Jurisdiction: (NZ) Burgers
Outcome: Majority Verdict***
Ratio decidendi: Newly opened and looks to be a big hit with the lunch time corporate crowd. Personally think this is more a burger for the masses, offering middle of the road, crowd-pleasing combinations and flavours – apart from the Elvis burger of course!
Salient features: Big Bro ($16)
Scope of discovery: Big Bro and Elvis Burger ($12)
Case note: Were it not for the reservations of this dimsumforone blogger, Burger Bro would be in Unanimous Verdict territory (hence the *** next to the verdict above). On my second visit with a party of ten, I was left wondering whether I had received a different burger to everyone else – the overwhelming consensus being that this should be the new go-to burger lunch joint.

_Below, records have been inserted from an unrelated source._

//! Process-wide style registration.
//!
//! The built-in keyframes are registered once at startup. Later calls hand
//! back the same sheet and do nothing else.

use std::sync::OnceLock;

use crate::logging::{log, obj, v_str, Domain, Level};

#[derive(Debug, Clone, PartialEq, Eq)]
pub struct StyleBlock {
    pub name: &'static str,
    pub css: &'static str,
}

#[derive(Debug, Clone, PartialEq, Eq)]
pub struct StyleSheet {
    blocks: Vec<StyleBlock>,
}

/// Loading-skeleton sweep.
const SHIMMER: StyleBlock = StyleBlock {
    name: "shimmer",
    css: "@keyframes shimmer {\n  100% {\n    transform: translateX(100%);\n  }\n}\n",
};

static GLOBAL: OnceLock<StyleSheet> = OnceLock::new();

impl StyleSheet {
    pub fn builtin() -> Self {
        Self { blocks: vec![SHIMMER] }
    }

    pub fn blocks(&self) -> &[StyleBlock] {
        &self.blocks
    }

    pub fn get(&self, name: &str) -> Option<&StyleBlock> {
        self.blocks.iter().find(|b| b.name == name)
    }

    pub fn css(&self) -> String {
        self.blocks.iter().map(|b| b.css).collect::<Vec<_>>().join("\n")
    }
}

/// Register the built-in styles. Idempotent.
pub fn install_global_styles() -> &'static StyleSheet {
    GLOBAL.get_or_init(|| {
        let sheet = StyleSheet::builtin();
        let names: Vec<_> = sheet.blocks().iter().map(|b| v_str(b.name)).collect();
        log(
            Level::Info,
            Domain::Style,
            "installed",
            obj(&[("blocks", serde_json::Value::Array(names))]),
        );
        sheet
    })
}

pub fn is_installed() -> bool {
    GLOBAL.get().is_some()
}
pub mod config;
pub mod intro;
pub mod logging;
pub mod risk;
pub mod styles;
use crate::risk::RiskSourceKind;

#[derive(Clone, Debug)]
pub struct Config {
    pub risk_source: RiskSourceKind,
    pub risk_api_url: String,
    pub risk_base_score: i32,
    pub risk_jitter_span: i32,
    pub risk_seed: Option<u64>,
    pub risk_latency_ms: u64,
    pub risk_timeout_ms: u64,
    pub risk_retries: u32,
    pub risk_retry_base_ms: u64,
    /// 0 disables the snapshot cache
    pub risk_cache_ttl_secs: u64,
    pub risk_fallback_mock: bool,
    /// Host refresh loop period; 0 fetches once
    pub risk_refresh_secs: u64,
    pub intro_enabled: bool,
    pub asset_dir: String,
}

impl Default for Config {
    fn default() -> Self {
        Self {
            risk_source: RiskSourceKind::Mock,
            risk_api_url: "http://localhost:8001/api/risk/analysis".to_string(),
            risk_base_score: 65,
            risk_jitter_span: 5,
            risk_seed: None,
            risk_latency_ms: 800,
            risk_timeout_ms: 5000,
            risk_retries: 2,
            risk_retry_base_ms: 200,
            risk_cache_ttl_secs: 0,
            risk_fallback_mock: false,
            risk_refresh_secs: 0,
            intro_enabled: true,
            asset_dir: "./public".to_string(),
        }
    }
}

impl Config {
    pub fn from_env() -> Self {
        Self::from_lookup(|key| std::env::var(key).ok())
    }

    /// Build from any key lookup; unset or unparsable values keep their default.
    pub fn from_lookup<F>(get: F) -> Self
    where
        F: Fn(&str) -> Option<String>,
    {
        let d = Self::default();
        let num = |key: &str| get(key).and_then(|v| v.trim().parse::<u64>().ok());
        let int = |key: &str| get(key).and_then(|v| v.trim().parse::<i32>().ok());
        let count = |key: &str| get(key).and_then(|v| v.trim().parse::<u32>().ok());
        let flag = |key: &str| get(key).map(|v| parse_flag(&v));

        Self {
            risk_source: get("RISK_SOURCE")
                .map(|v| RiskSourceKind::parse(&v))
                .unwrap_or(d.risk_source),
            risk_api_url: get("RISK_API_URL").unwrap_or(d.risk_api_url),
            risk_base_score: int("RISK_BASE_SCORE").unwrap_or(d.risk_base_score),
            risk_jitter_span: int("RISK_JITTER").unwrap_or(d.risk_jitter_span),
            risk_seed: num("RISK_SEED"),
            risk_latency_ms: num("RISK_LATENCY_MS").unwrap_or(d.risk_latency_ms),
            risk_timeout_ms: num("RISK_TIMEOUT_MS").unwrap_or(d.risk_timeout_ms),
            risk_retries: count("RISK_RETRIES").unwrap_or(d.risk_retries),
            risk_retry_base_ms: num("RISK_RETRY_BASE_MS").unwrap_or(d.risk_retry_base_ms),
            risk_cache_ttl_secs: num("RISK_CACHE_TTL_SECS").unwrap_or(d.risk_cache_ttl_secs),
            risk_fallback_mock: flag("RISK_FALLBACK_MOCK").unwrap_or(d.risk_fallback_mock),
            risk_refresh_secs: num("RISK_REFRESH_SECS").unwrap_or(d.risk_refresh_secs),
            intro_enabled: flag("INTRO").unwrap_or(d.intro_enabled),
            asset_dir: get("ASSET_DIR").unwrap_or(d.asset_dir),
        }
    }
}

fn parse_flag(raw: &str) -> bool {
    matches!(raw.trim().to_ascii_lowercase().as_str(), "1" | "true" | "yes" | "on")
}
use rand::rngs::StdRng;
use rand::{Rng, SeedableRng};
use std::sync::Mutex;

/// Source of the small random offset added to the base risk score.
pub trait Jitter: Send + Sync {
    fn sample(&self) -> i32;
}

/// Uniform integer in `[-span, span]` from the thread RNG.
#[derive(Debug, Clone, Copy)]
pub struct UniformJitter {
    pub span: i32,
}

impl UniformJitter {
    pub fn new(span: i32) -> Self {
        Self {
            span: span.saturating_abs(),
        }
    }
}

impl Jitter for UniformJitter {
    fn sample(&self) -> i32 {
        rand::thread_rng().gen_range(-self.span..=self.span)
    }
}

/// Uniform jitter from a seeded RNG, reproducible across runs.
#[derive(Debug)]
pub struct SeededJitter {
    span: i32,
    rng: Mutex<StdRng>,
}

impl SeededJitter {
    pub fn new(span: i32, seed: u64) -> Self {
        Self {
            span: span.saturating_abs(),
            rng: Mutex::new(StdRng::seed_from_u64(seed)),
        }
    }
}

impl Jitter for SeededJitter {
    fn sample(&self) -> i32 {
        let mut rng = self.rng.lock().unwrap_or_else(|poisoned| poisoned.into_inner());
        rng.gen_range(-self.span..=self.span)
    }
}

/// Always the same offset.
#[derive(Debug, Clone, Copy)]
pub struct FixedJitter(pub i32);

impl Jitter for FixedJitter {
    fn sample(&self) -> i32 {
        self.0
    }
}

/// `base + jitter`, clamped to the 0..=100 score range.
pub fn compose_score(base: i32, jitter: i32) -> u8 {
    base.saturating_add(jitter).clamp(0, 100) as u8
}
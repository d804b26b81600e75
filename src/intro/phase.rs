use serde::{Deserialize, Serialize};
use std::time::Duration;

/// Named step of the intro timeline, in playback order.
#[derive(Debug, Clone, Copy, PartialEq, Eq, Hash, PartialOrd, Ord, Serialize, Deserialize)]
#[serde(rename_all = "snake_case")]
pub enum Phase {
    Entering,
    #[serde(rename = "ready_1")]
    Ready1,
    #[serde(rename = "write_1")]
    Write1,
    #[serde(rename = "erase_1")]
    Erase1,
    #[serde(rename = "ready_2")]
    Ready2,
    #[serde(rename = "write_2")]
    Write2,
    WriteKarion,
    Final,
}

/// Sum of every phase dwell.
pub const TOTAL_RUNTIME: Duration = Duration::from_millis(15_400);

impl Phase {
    pub const COUNT: usize = 8;
    pub const ALL: [Phase; Phase::COUNT] = [
        Phase::Entering,
        Phase::Ready1,
        Phase::Write1,
        Phase::Erase1,
        Phase::Ready2,
        Phase::Write2,
        Phase::WriteKarion,
        Phase::Final,
    ];

    pub fn as_str(&self) -> &'static str {
        match self {
            Phase::Entering => "entering",
            Phase::Ready1 => "ready_1",
            Phase::Write1 => "write_1",
            Phase::Erase1 => "erase_1",
            Phase::Ready2 => "ready_2",
            Phase::Write2 => "write_2",
            Phase::WriteKarion => "write_karion",
            Phase::Final => "final",
        }
    }

    pub fn index(self) -> usize {
        self as usize
    }

    pub fn first() -> Phase {
        Phase::ALL[0]
    }

    /// The phase that follows this one, `None` for `Final`.
    pub fn next(self) -> Option<Phase> {
        Phase::ALL.get(self.index() + 1).copied()
    }

    /// Sequential waits (ms) making up this phase. Write phases carry a second
    /// wait so the revealed text stays on screen long enough to read.
    pub fn sub_delays_ms(self) -> &'static [u64] {
        match self {
            Phase::Entering => &[1500],
            Phase::Ready1 => &[800],
            Phase::Write1 => &[1600, 1600],
            Phase::Erase1 => &[1400],
            Phase::Ready2 => &[600],
            Phase::Write2 => &[1600, 1600],
            Phase::WriteKarion => &[2500],
            Phase::Final => &[3000],
        }
    }

    pub fn dwell(self) -> Duration {
        Duration::from_millis(self.sub_delays_ms().iter().sum())
    }
}

impl std::fmt::Display for Phase {
    fn fmt(&self, f: &mut std::fmt::Formatter<'_>) -> std::fmt::Result {
        f.write_str(self.as_str())
    }
}

#[cfg(test)]
mod tests {
    use super::*;

    #[test]
    fn dwells_sum_to_total_runtime() {
        let total: Duration = Phase::ALL.iter().map(|p| p.dwell()).sum();
        assert_eq!(total, TOTAL_RUNTIME);
        assert_eq!(total.as_millis(), 15_400);
    }

    #[test]
    fn compound_phases_sum_their_waits() {
        assert_eq!(Phase::Write1.dwell(), Duration::from_millis(3200));
        assert_eq!(Phase::Write2.dwell(), Duration::from_millis(3200));
        assert_eq!(Phase::Entering.dwell(), Duration::from_millis(1500));
    }

    #[test]
    fn next_walks_declared_order() {
        let mut walked = vec![Phase::first()];
        while let Some(p) = walked.last().and_then(|p| p.next()) {
            walked.push(p);
        }
        assert_eq!(walked, Phase::ALL.to_vec());
        assert_eq!(Phase::Final.next(), None);
    }

    #[test]
    fn indices_match_positions() {
        for (i, p) in Phase::ALL.iter().enumerate() {
            assert_eq!(p.index(), i);
        }
    }

    #[test]
    fn serde_uses_dashboard_names() {
        assert_eq!(serde_json::to_string(&Phase::Ready1).unwrap(), "\"ready_1\"");
        assert_eq!(serde_json::to_string(&Phase::WriteKarion).unwrap(), "\"write_karion\"");
        for p in Phase::ALL {
            assert_eq!(serde_json::to_value(p).unwrap(), serde_json::json!(p.as_str()));
        }
    }
}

For the record, it’s not that I think Burger Bro makes bad burgers – it’s just that I don’t think there’s anything spectacular about them. The closest analogy I can think of is a big breakfast fry up (scrambled eggs, bacon, sausages and buttered mushrooms) – in that you don’t need Neil Perry in the kitchen to make that taste good. The differentiating factor needs to come from either the quality of the ingredients and/or the execution of the patty – neither of which were noteworthy in my opinion. As a point of comparison, I’d suggest trying Burger North which remains my go-to burger joint on the Wynyard end of the CBD.
The Big Bro has an all star line up of hand pressed wagyu, slow cooked pulled BBQ pork, cheese, egg, slaw, pineapple, lettuce, tomato and aioli – which altogether makes for a tasty, juicy, messy affair as one would expect. Objectively considered however, the beef and the pork come across as non-descript (rather than taking their rightful place as the heroes of the burger). On closer examination, this is unsurprising given the almost…dumpling-filling consistency of the ‘pulled’ pork and the uninspiring appearance of the patty. Certainly a case of the whole exceeding the sum of the parts.
The Elvis burger will certainly attract many novelty orders (it certainly got mine!) given the maple syrup and peanut butter addition to the more usual beef, bacon and cheese combo. Unfortunately I struggled to enjoy this for two reasons. First reason being the bun, which was overly dense and had an almost crumbly consistency when bitten into (I suspect it must have been part of a dodgy batch because it was nothing like the bun on my Big Bro visit). This combined with overzealous application of the maple syrup and peanut butter left me feeling like I was eating a warm peanut butter and jelly sandwich – as the 3 elements dominated the palate, leaving the meat, cheese (and even bacon!) almost indiscernible on the palate. Needless to say this won’t be the one that knocks Brewtown’s rendition off its lofty perch.
On the chip front I found both the accompanying side of chips and the kumara sweet potato wedges to be pedestrian. The wedges were too heavily salted for my liking given they were of the sweet potato variety, and didn’t quite pass the crunch test.
Obiter dicta: Clever way to productively use this nightclub space during the day.